Both Foundation's Edge and Foundation and Earth follow world-wise Terminus Councillor Golan Trevize and sheltered acedemic Janov Pelorat, a professor of Ancient History, as they look for the fabled “Origin Planet” of humankind, and Stor Gendibal of the Second Foundation on Trantor as he tracks Trevize across the galaxy. Both Trevize and Gendibal are exiled in similar manners by politcal rivals — Trevize to covertly search for the Second Foundation, and Gendibal to find out which powerful organization has been keeping Seldon's plan on an impossibly perfect path.

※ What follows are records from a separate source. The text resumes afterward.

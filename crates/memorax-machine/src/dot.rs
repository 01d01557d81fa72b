//! Graphviz rendering of compiled machines, for the `dotify` command.

use crate::machine::Machine;

impl Machine {
    /// Render every process automaton as one dot digraph with a cluster
    /// per process. Forbidden states are drawn with a double circle.
    pub fn to_dot(&self) -> String {
        let mut out = String::from("digraph machine {\n  rankdir=TB;\n  node [shape=circle];\n");
        for (pid, aut) in self.automata.iter().enumerate() {
            out.push_str(&format!(
                "  subgraph cluster_p{pid} {{\n    label=\"P{pid}\";\n"
            ));
            for state in 0..aut.states.len() {
                let forbidden = self.forbidden.iter().any(|tuple| tuple[pid] == state);
                let shape = if forbidden { "doublecircle" } else { "circle" };
                out.push_str(&format!(
                    "    p{pid}s{state} [label=\"{}\", shape={shape}];\n",
                    escape(&aut.state_name(state))
                ));
            }
            for t in &aut.transitions {
                out.push_str(&format!(
                    "    p{pid}s{} -> p{pid}s{} [label=\"{}\"];\n",
                    t.source,
                    t.target,
                    escape(&self.pretty_string_instr(pid, &t.instr))
                ));
            }
            out.push_str("  }\n");
        }
        out.push_str("}\n");
        out
    }
}

fn escape(s: &str) -> String {
    s.replace('\\', "\\\\").replace('"', "\\\"")
}
//! The predicate-abstracted, buffer-bounded TSO variant.
//!
//! Structurally a per-process-channel constraint like PDual, with two
//! abstractions layered on top:
//!
//! - real propagation steps are bounded to `k` pending messages per
//!   process; beyond that, propagation is *widened*: the memory cells
//!   become unknown without a message being represented, and the
//!   constraint asserts that the truth of every tracked predicate is
//!   preserved across the forgotten step;
//! - every constraint carries a three-valued valuation of the tracked
//!   predicates; refinements that contradict a recorded valuation are
//!   discarded. More predicates therefore mean a finer abstraction,
//!   which is what the CEGAR loop exploits.

use std::collections::{BTreeMap, BTreeSet};

use memorax_machine::lang::{CmpOp, Cond, CondOperand, Instr, Nml, RExpr};
use memorax_machine::{Machine, PTransition, StateId, Transition};

use crate::constraint::{
    assume_backward, characterize_channel, cmp_holds, constrain_expr_to,
    entailment_compare_channels, eval_rexpr, reg_assign_backward, Characterization, Constraint,
    Msg,
};
use crate::sb::MsgHdr;
use crate::zstar::{comb, Comparison, Store, ZStar};

/// Three-valued truth of a predicate over a symbolic memory image.
pub fn eval_predicate(cond: &Cond, mem: &Store, index: &dyn Fn(Nml) -> usize) -> Option<bool> {
    match cond {
        Cond::True => Some(true),
        Cond::False => Some(false),
        Cond::And(lhs, rhs) => {
            match (
                eval_predicate(lhs, mem, index),
                eval_predicate(rhs, mem, index),
            ) {
                (Some(false), _) | (_, Some(false)) => Some(false),
                (Some(true), Some(true)) => Some(true),
                _ => None,
            }
        }
        Cond::Cmp { lhs, op, rhs } => {
            let value = |operand: &CondOperand| -> Option<i64> {
                match operand {
                    CondOperand::Int(n) => Some(*n),
                    CondOperand::Cell(nml) => mem.get(index(*nml)).as_int(),
                    CondOperand::Reg(_) => None,
                }
            };
            Some(cmp_holds(value(lhs)?, *op, value(rhs)?))
        }
    }
}

fn predicate_mentions(cond: &Cond, nml: Nml) -> bool {
    match cond {
        Cond::True | Cond::False => false,
        Cond::And(lhs, rhs) => predicate_mentions(lhs, nml) || predicate_mentions(rhs, nml),
        Cond::Cmp { lhs, rhs, .. } => {
            matches!(lhs, CondOperand::Cell(n) if *n == nml)
                || matches!(rhs, CondOperand::Cell(n) if *n == nml)
        }
    }
}

/// Shared read-only context for one pb analysis: the buffer bound and
/// the owned predicate set.
#[derive(Debug, Clone)]
pub struct PbCommon {
    pub machine: Machine,
    pub k: usize,
    pub predicates: Vec<Cond>,
    pub mem_size: usize,
    reg_counts: Vec<usize>,
    nml_index: BTreeMap<Nml, usize>,
    all_nmls: BTreeSet<Nml>,
    msg_hdrs: Vec<MsgHdr>,
}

Foundation's Edge ends, not with finding “Earth”, but finding Gaia, a planet where all human beings are part of a single super-consciousness which includes all life on Gaia as well as the planet itself. It is Gaia is who has been been making sure there have been absolutely no deviations from Seldon's Plan, something which even the Second Foundation could never do. Gaia, beleiving that Trevize has the talent of making the right decision even on limited data, offers him a choice between three options:

  1. Mayor Harla Branno's immediate New Empire based upon militarism and ruled by the Federation of Terminus
  2. The Seldon Plan's New Empire in 500 years based on the mentalist sciences of the Second Foundation
  3. Super-Gaia, or Galaxia, where all life in the Milky Way will be part of a single concious entity (this will take a few thousand years)

Foundation and Earth starts almost immediately after Foundation's Edge where Trevize had decided upon Galaxia but he is convinced that some entity other than Gaia was responsive for everything that had happened and that this Entity is Earth. All references of Earth had been removed from the Library on Trantor from right underneath the Second Foundation's nose, an incredibly difficult task given their mentalist powers, and Trevize wants to find out why.

Trevize, Pelorat continue to search for Earth, and Bliss, a young woman who is part of Gaia, using Pelorat's collected myths. On their way the find Spacer planets Aurora and Solaria, which figure prominently in th Elijah Baley novels, as well as Melpomenia. On the third world they find a list of all 50 Spacer worlds and their coordinates relative to it. Since the Spacer worlds were the first wave of galactic colonization and were probably settled in regular radial pattern from Earth, Trevize uses this list and adjusts for 20 000 years of stellar drift to find Earth's current position. After hyper-jumping to the centre of the sphere of Spacer worlds Trevize finds two stars &mdash one is listed in his ship's database of inhabited planets with a question mark and the other star is not listed at all. The question mark turns out to be Alpha Centauri and the second planet is indeed Earth, albeit with a lifeless, radioactive surface. Trevize, disappointed and desparate, postulates that maybe the Moon has kept the secret safe and finds R. Daneel Olivaw, Elijah Baley's old robotic partner. Daneel reveals that it was he who was truly behind psychohistory and Gaia and how he has been working to guide things from with the limitations of the Laws of Robotics.

These two novels are my two favourites of all the Foundation stories. In the decades between them and the original short stories, Isaac Asimov had become a better writer and this is evident in his ability to write a broader range of characters and better plots even though his basic style stayed the same. The fictional technology in these books will not date as badly as the other books and nor are his characters so tightly bound to teh stereotypes of the times when the books were written.

I give Foundation's Edge a 4.6 out of 5 and a 4.6 for Foundation and Earth.